Jessica Galang: You've talked about how solving some of these challenges with digital identity and getting people to embrace it can make it easier to build natively with Web3 based technology. Digital identity solutions can also make user control and sovereignty at the center of designing these products. Can you unpack that?

Riley Hughes: Yeah, what I sort of mean there is that, I think one thing that I've been waiting for since, I don't know, 2016 or something was I've been waiting to be able to use my Bitcoin to just buy things at an everyday store or something. I think the challenge with that is that, I mean the elephant in the room is like Visa already exists and I can already pay for things pretty easily, and so there's just not a real hair on fire problem there. I see the problems related to transaction fees maybe, but even then you can make arguments about value added services that the payments networks provide regarding chargebacks and other things that are valuable, that are helpful. And so for a lot of payments use cases or financial use cases, there's already so much existing infrastructure that's there that in a lot of cases is sort of good enough. The interesting thing with identity is identity is still paper. The only way to prove who I am online is still to take a photograph of a plastic card. Clearly we do not have good digital identity yet, and so as we go to drive adoption of something like a digitally native university diploma that can be composable and shareable and whatever else, as you think about how would we go about building that, you can build it from the ideal technologies instead of needing to think too much about integrating with some of the old school technologies. Again, this is not black and white. Obviously there are existing systems that do some of these things and get a little of the ways there. But I guess the point is that instead of needing to think about a lot of the, for example, payments networks that were built in the 1960s with doing their best at that point in time, we today have at our hands, at our disposal, things like blockchain and modern crypto algorithms and things like that that we can bring to bear to solve some of these problems from the get- go.

Jessica Galang: So is this just a re- imagining of what's possible rather than just being like, oh, well I guess we're stuck with these centralized tools.

Riley Hughes: The way to maybe drive this home is if Visa were to build itself today from scratch, they would definitely do some things differently because different technology is available today. But because they've ended up where they have, some things are harder to do because you need to make it backwards compatible and work with legacy systems and all of that. The cool thing about identity right now, most of these things still just don't exist at all. So we get to build them now with the best technology available to us in a way that is more challenging in purely financial or payments based use cases in particular.

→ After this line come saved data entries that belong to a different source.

//! Human-vs-agent match state types.

use crate::env::air_hockey::Outcome;
use std::time::Instant;

/// Goals scored by each side since the window opened.
#[derive(Debug, Clone, Copy, Default, PartialEq, Eq)]
pub struct Scoreboard {
    /// Goals scored by the human into the top goal.
    pub player: u32,
    /// Goals scored by the agent into the bottom goal.
    pub ai: u32,
    /// Matches cut off by the step limit.
    pub draws: u32,
}

impl Scoreboard {
    /// Credits a goal to whoever scored it.
    pub fn record(&mut self, outcome: Outcome) {
        match outcome {
            Outcome::OpponentScored => self.player += 1,
            Outcome::AgentScored => self.ai += 1,
        }
    }
}

/// Match state machine.
///
/// `Playing` advances the physics every tick; `Celebrating` freezes the rink
/// while the goal banner is up, then the match resets.
#[derive(Debug, Clone, Copy, PartialEq, Eq, Default)]
pub enum MatchPhase {
    /// Physics advances every tick.
    #[default]
    Playing,
    /// A goal banner is up.
    Celebrating {
        /// When play resumes.
        until: Instant,
        /// Who scored.
        outcome: Outcome,
    },
}

impl MatchPhase {
    /// Whether the puck is live.
    pub const fn is_playing(self) -> bool {
        matches!(self, Self::Playing)
    }
}

#[cfg(test)]
mod tests {
    use super::*;

    #[test]
    fn test_scoreboard_attributes_goals() {
        let mut score = Scoreboard::default();
        score.record(Outcome::OpponentScored);
        score.record(Outcome::OpponentScored);
        score.record(Outcome::AgentScored);
        assert_eq!(score.player, 2);
        assert_eq!(score.ai, 1);
    }

    #[test]
    fn test_phase_default_is_playing() {
        assert!(MatchPhase::default().is_playing());
        let celebrating = MatchPhase::Celebrating {
            until: Instant::now(),
            outcome: Outcome::AgentScored,
        };
        assert!(!celebrating.is_playing());
    }
}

Jessica Galang: You've also talked about how interoperability of identity does require a set of standards that people agree on. How do you build standardization in a decentralized world like Web3? If we're using the visa example, a lot of fintechs were built on the back of Visa, but it is still a centralized provider. How do you reconcile that?

Riley Hughes: Yeah, standardization is key because building everything in a silo is not a recipe for success. You can sort of look at a lot of past attempts at solving the digital identity problem and things that are done in a proprietary way are rarely accepted. Digital identity is one of those things that is so core to who people are and is so core to many business's core processes, there's a reason your bank doesn't let you log in with Google. Some of these things are really, really important and depending on one single provider to provide all of that is just unlikely to work. So standards are an absolute necessity when you're building with identity. I think we're fortunate to have lots of incredibly smart people who have been working on identity standards for decades who can bring to bear a lot of the knowledge of what's worked in the past and who have been working on specific things for a very long time. So take for example, the verifiable credential standard. That is something that's commonly used in decentralized identity systems. Verifiable credential is like an NFT in the sense that it's a unique digital thing, but it's off- chain and it's nontransferable, so it has a little different properties relative to an NFT. It works a little better for identity, I guess, or private data. Verifiable credentials are a standard from the W3C that have been in the works for quite some time. Since really, I think before a lot of the current Web3 hype, this standard has been in development. So we can actually look to some of the existing standards bodies for the internet, things like W3C or IETF or ISO or whatever else, and take some of the things that the digital identity industry has been working on for years and bring those to bear and apply them in decentralized way or in a Web3 context.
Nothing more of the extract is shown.